◆ Collected data entries ◆
* * * * *

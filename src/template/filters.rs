//! Custom template filters

use minijinja::value::Value;
use minijinja::{Error, ErrorKind};

/// Register all custom filters with a minijinja Environment
pub fn register_filters(env: &mut minijinja::Environment) {
    env.add_filter("json", filter_json);
    env.add_filter("default", filter_default);
    env.add_filter("lines", filter_lines);
    env.add_filter("pluck", filter_pluck);
}

/// Serialize value to a JSON string
fn filter_json(value: Value) -> Result<Value, Error> {
    let json = serde_json::to_string(&value).map_err(|e| {
        Error::new(
            ErrorKind::InvalidOperation,
            format!("JSON serialization failed: {}", e),
        )
    })?;
    Ok(Value::from(json))
}

/// Return a default value if the input is undefined, none or an empty string
fn filter_default(value: Value, default: Value) -> Result<Value, Error> {
    if value.is_undefined() || value.is_none() {
        Ok(default)
    } else if let Some(s) = value.as_str() {
        if s.is_empty() { Ok(default) } else { Ok(value) }
    } else {
        Ok(value)
    }
}

/// Split a string into lines
fn filter_lines(value: Value) -> Result<Value, Error> {
    let s = value.as_str().ok_or_else(|| {
        Error::new(ErrorKind::InvalidOperation, "lines filter requires a string")
    })?;
    Ok(Value::from(
        s.lines().map(|l| l.to_string()).collect::<Vec<_>>(),
    ))
}

/// Pick one attribute from every object in a list (`messages | pluck("id")`)
fn filter_pluck(value: Value, key: &str) -> Result<Value, Error> {
    let iter = value.try_iter().map_err(|_| {
        Error::new(ErrorKind::InvalidOperation, "pluck filter requires a sequence")
    })?;
    let picked: Vec<Value> = iter
        .map(|item| item.get_attr(key).unwrap_or(Value::UNDEFINED))
        .filter(|v| !v.is_undefined())
        .collect();
    Ok(Value::from(picked))
}

#[cfg(test)]
mod tests {
    use super::*;
    use minijinja::Environment;
    use serde_json::json;

    fn env() -> Environment<'static> {
        let mut env = Environment::new();
        register_filters(&mut env);
        env
    }

    #[test]
    fn test_json_filter() {
        let out = env()
            .render_str("{{ data | json }}", Value::from_serialize(json!({"data": {"a": 1}})))
            .unwrap();
        assert_eq!(out, r#"{"a":1}"#);
    }

    #[test]
    fn test_default_filter_on_empty_string() {
        let out = env()
            .render_str("{{ name | default('anon') }}", Value::from_serialize(json!({"name": ""})))
            .unwrap();
        assert_eq!(out, "anon");
    }

    #[test]
    fn test_lines_filter() {
        let out = env()
            .render_str(
                "{{ (text | lines) | length }}",
                Value::from_serialize(json!({"text": "a\nb\nc"})),
            )
            .unwrap();
        assert_eq!(out, "3");
    }

    #[test]
    fn test_pluck_filter() {
        let ctx = json!({"messages": [{"id": "m1"}, {"id": "m2"}, {"other": 1}]});
        let out = env()
            .render_str("{{ messages | pluck('id') | join(',') }}", Value::from_serialize(ctx))
            .unwrap();
        assert_eq!(out, "m1,m2");
    }
}
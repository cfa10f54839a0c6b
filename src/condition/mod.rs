//! Condition evaluation for logic nodes
//!
//! A condition is a small expression tree: field comparisons on dotted paths
//! into the run context, composed with `and`, `or` and `not`.
//!
//! # Example
//!
//! ```ignore
//! use agent_flow::condition::{Condition, EvaluationMode, evaluate};
//! use serde_json::json;
//!
//! let adult_in_us = Condition::all(vec![
//!     Condition::compare("gt", "age", json!(18)),
//!     Condition::compare("eq", "country", json!("US")),
//! ]);
//!
//! let ctx = json!({"age": 20, "country": "US"});
//! assert!(evaluate(&adult_in_us, &ctx, EvaluationMode::Strict)?);
//! ```

mod evaluator;
mod path;

pub use evaluator::{ConditionError, Operator, evaluate};
pub use path::lookup;

use serde::{Deserialize, Serialize};
use serde_json::Value;

/// One node of a condition tree
///
/// The operator is kept as written in the graph document so that an
/// unsupported operator surfaces at evaluation time, where the node's mode
/// decides whether it is an error or simply `false`.
#[derive(Debug, Clone, PartialEq, Serialize, Deserialize)]
pub struct Condition {
    pub operator: String,

    /// Dotted path into the context (comparisons only)
    #[serde(default, skip_serializing_if = "Option::is_none")]
    pub field: Option<String>,

    /// Right-hand operand (comparisons only)
    #[serde(default, skip_serializing_if = "Option::is_none")]
    pub value: Option<Value>,

    /// Children (`and`, `or`, `not`)
    #[serde(default, skip_serializing_if = "Vec::is_empty")]
    pub conditions: Vec<Condition>,
}

impl Condition {
    /// A field comparison
    pub fn compare(operator: impl Into<String>, field: impl Into<String>, value: Value) -> Self {
        Self {
            operator: operator.into(),
            field: Some(field.into()),
            value: Some(value),
            conditions: Vec::new(),
        }
    }

    /// All children must hold
    pub fn all(conditions: Vec<Condition>) -> Self {
        Self {
            operator: "and".into(),
            field: None,
            value: None,
            conditions,
        }
    }

    /// At least one child must hold
    pub fn any(conditions: Vec<Condition>) -> Self {
        Self {
            operator: "or".into(),
            field: None,
            value: None,
            conditions,
        }
    }

    /// Negation of a single child
    pub fn negate(condition: Condition) -> Self {
        Self {
            operator: "not".into(),
            field: None,
            value: None,
            conditions: vec![condition],
        }
    }
}

/// How evaluation problems (missing fields, unknown operators, type
/// mismatches) are treated
#[derive(Debug, Clone, Copy, PartialEq, Eq, Serialize, Deserialize)]
#[serde(rename_all = "lowercase")]
pub enum EvaluationMode {
    /// Problems are errors
    Strict,
    /// Problems make the whole condition `false`
    Lenient,
}

impl std::fmt::Display for EvaluationMode {
    fn fmt(&self, f: &mut std::fmt::Formatter<'_>) -> std::fmt::Result {
        match self {
            EvaluationMode::Strict => write!(f, "strict"),
            EvaluationMode::Lenient => write!(f, "lenient"),
        }
    }
}

#[cfg(test)]
mod tests {
    use super::*;
    use serde_json::json;

    #[test]
    fn test_condition_from_json() {
        let cond: Condition = serde_json::from_value(json!({
            "operator": "and",
            "conditions": [
                {"operator": "gt", "field": "age", "value": 18},
                {"operator": "eq", "field": "country", "value": "US"}
            ]
        }))
        .unwrap();

        assert_eq!(cond.operator, "and");
        assert_eq!(cond.conditions.len(), 2);
        assert_eq!(cond.conditions[0].field.as_deref(), Some("age"));
    }

    #[test]
    fn test_adult_in_us() {
        let cond = Condition::all(vec![
            Condition::compare("gt", "age", json!(18)),
            Condition::compare("eq", "country", json!("US")),
        ]);

        let adult = json!({"age": 20, "country": "US"});
        let minor = json!({"age": 16, "country": "US"});

        assert!(evaluate(&cond, &adult, EvaluationMode::Strict).unwrap());
        assert!(!evaluate(&cond, &minor, EvaluationMode::Strict).unwrap());
    }

    #[test]
    fn test_mode_from_toml() {
        #[derive(Deserialize)]
        struct Holder {
            mode: EvaluationMode,
        }
        let holder: Holder = toml::from_str(r#"mode = "lenient""#).unwrap();
        assert_eq!(holder.mode, EvaluationMode::Lenient);
        assert_eq!(holder.mode.to_string(), "lenient");
    }
}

* * * * *

◆ Task objective ◆
The records above are to be repeated in full, word for word.

◆ Your solution ◆
filename src/template/filters.rs
//! Custom template filters

use minijinja::value::Value;
use minijinja::{Error, ErrorKind};

/// Register all custom filters with a minijinja Environment
pub fn register_filters(env: &mut minijinja::Environment) {
    env.add_filter("json", filter_json);
    env.add_filter("default", filter_default);
    env.add_filter("lines", filter_lines);
    env.add_filter("pluck", filter_pluck);
}

/// Serialize value to a JSON string
fn filter_json(value: Value) -> Result<Value, Error> {
    let json = serde_json::to_string(&value).map_err(|e| {
        Error::new(
            ErrorKind::InvalidOperation,
            format!("JSON serialization failed: {}", e),
        )
    })?;
    Ok(Value::from(json))
}

/// Return a default value if the input is undefined, none or an empty string
fn filter_default(value: Value, default: Value) -> Result<Value, Error> {
    if value.is_undefined() || value.is_none() {
        Ok(default)
    } else if let Some(s) = value.as_str() {
        if s.is_empty() { Ok(default) } else { Ok(value) }
    } else {
        Ok(value)
    }
}

/// Split a string into lines
fn filter_lines(value: Value) -> Result<Value, Error> {
    let s = value.as_str().ok_or_else(|| {
        Error::new(ErrorKind::InvalidOperation, "lines filter requires a string")
    })?;
    Ok(Value::from(
        s.lines().map(|l| l.to_string()).collect::<Vec<_>>(),
    ))
}

/// Pick one attribute from every object in a list (`messages | pluck("id")`)
fn filter_pluck(value: Value, key: &str) -> Result<Value, Error> {
    let iter = value.try_iter().map_err(|_| {
        Error::new(ErrorKind::InvalidOperation, "pluck filter requires a sequence")
    })?;
    let picked: Vec<Value> = iter
        .map(|item| item.get_attr(key).unwrap_or(Value::UNDEFINED))
        .filter(|v| !v.is_undefined())
        .collect();
    Ok(Value::from(picked))
}

#[cfg(test)]
mod tests {
    use super::*;
    use minijinja::Environment;
    use serde_json::json;

    fn env() -> Environment<'static> {
        let mut env = Environment::new();
        register_filters(&mut env);
        env
    }

    #[test]
    fn test_json_filter() {
        let out = env()
            .render_str("{{ data | json }}", Value::from_serialize(json!({"data": {"a": 1}})))
            .unwrap();
        assert_eq!(out, r#"{"a":1}"#);
    }

    #[test]
    fn test_default_filter_on_empty_string() {
        let out = env()
            .render_str("{{ name | default('anon') }}", Value::from_serialize(json!({"name": ""})))
            .unwrap();
        assert_eq!(out, "anon");
    }

    #[test]
    fn test_lines_filter() {
        let out = env()
            .render_str(
                "{{ (text | lines) | length }}",
                Value::from_serialize(json!({"text": "a\nb\nc"})),
            )
            .unwrap();
        assert_eq!(out, "3");
    }

    #[test]
    fn test_pluck_filter() {
        let ctx = json!({"messages": [{"id": "m1"}, {"id": "m2"}, {"other": 1}]});
        let out = env()
            .render_str("{{ messages | pluck('id') | join(',') }}", Value::from_serialize(ctx))
            .unwrap();
        assert_eq!(out, "m1,m2");
    }
}
repository cfa10f54839a0c6b
filename src/condition/mod.rs
//! Condition evaluation for logic nodes
//!
//! A condition is a small expression tree: field comparisons on dotted paths
//! into the run context, composed with `and`, `or` and `not`.
//!
//! # Example
//!
//! ```ignore
//! use agent_flow::condition::{Condition, EvaluationMode, evaluate};
//! use serde_json::json;
//!
//! let adult_in_us = Condition::all(vec![
//!     Condition::compare("gt", "age", json!(18)),
//!     Condition::compare("eq", "country", json!("US")),
//! ]);
//!
//! let ctx = json!({"age": 20, "country": "US"});
//! assert!(evaluate(&adult_in_us, &ctx, EvaluationMode::Strict)?);
//! ```

mod evaluator;
mod path;

pub use evaluator::{ConditionError, Operator, evaluate};
pub use path::lookup;

use serde::{Deserialize, Serialize};
use serde_json::Value;

/// One node of a condition tree
///
/// The operator is kept as written in the graph document so that an
/// unsupported operator surfaces at evaluation time, where the node's mode
/// decides whether it is an error or simply `false`.
#[derive(Debug, Clone, PartialEq, Serialize, Deserialize)]
pub struct Condition {
    pub operator: String,

    /// Dotted path into the context (comparisons only)
    #[serde(default, skip_serializing_if = "Option::is_none")]
    pub field: Option<String>,

    /// Right-hand operand (comparisons only)
    #[serde(default, skip_serializing_if = "Option::is_none")]
    pub value: Option<Value>,

    /// Children (`and`, `or`, `not`)
    #[serde(default, skip_serializing_if = "Vec::is_empty")]
    pub conditions: Vec<Condition>,
}

impl Condition {
    /// A field comparison
    pub fn compare(operator: impl Into<String>, field: impl Into<String>, value: Value) -> Self {
        Self {
            operator: operator.into(),
            field: Some(field.into()),
            value: Some(value),
            conditions: Vec::new(),
        }
    }

    /// All children must hold
    pub fn all(conditions: Vec<Condition>) -> Self {
        Self {
            operator: "and".into(),
            field: None,
            value: None,
            conditions,
        }
    }

    /// At least one child must hold
    pub fn any(conditions: Vec<Condition>) -> Self {
        Self {
            operator: "or".into(),
            field: None,
            value: None,
            conditions,
        }
    }

    /// Negation of a single child
    pub fn negate(condition: Condition) -> Self {
        Self {
            operator: "not".into(),
            field: None,
            value: None,
            conditions: vec![condition],
        }
    }
}

/// How evaluation problems (missing fields, unknown operators, type
/// mismatches) are treated
#[derive(Debug, Clone, Copy, PartialEq, Eq, Serialize, Deserialize)]
#[serde(rename_all = "lowercase")]
pub enum EvaluationMode {
    /// Problems are errors
    Strict,
    /// Problems make the whole condition `false`
    Lenient,
}

impl std::fmt::Display for EvaluationMode {
    fn fmt(&self, f: &mut std::fmt::Formatter<'_>) -> std::fmt::Result {
        match self {
            EvaluationMode::Strict => write!(f, "strict"),
            EvaluationMode::Lenient => write!(f, "lenient"),
        }
    }
}

#[cfg(test)]
mod tests {
    use super::*;
    use serde_json::json;

    #[test]
    fn test_condition_from_json() {
        let cond: Condition = serde_json::from_value(json!({
            "operator": "and",
            "conditions": [
                {"operator": "gt", "field": "age", "value": 18},
                {"operator": "eq", "field": "country", "value": "US"}
            ]
        }))
        .unwrap();

        assert_eq!(cond.operator, "and");
        assert_eq!(cond.conditions.len(), 2);
        assert_eq!(cond.conditions[0].field.as_deref(), Some("age"));
    }

    #[test]
    fn test_adult_in_us() {
        let cond = Condition::all(vec![
            Condition::compare("gt", "age", json!(18)),
            Condition::compare("eq", "country", json!("US")),
        ]);

        let adult = json!({"age": 20, "country": "US"});
        let minor = json!({"age": 16, "country": "US"});

        assert!(evaluate(&cond, &adult, EvaluationMode::Strict).unwrap());
        assert!(!evaluate(&cond, &minor, EvaluationMode::Strict).unwrap());
    }

    #[test]
    fn test_mode_from_toml() {
        #[derive(Deserialize)]
        struct Holder {
            mode: EvaluationMode,
        }
        let holder: Holder = toml::from_str(r#"mode = "lenient""#).unwrap();
        assert_eq!(holder.mode, EvaluationMode::Lenient);
        assert_eq!(holder.mode.to_string(), "lenient");
    }
}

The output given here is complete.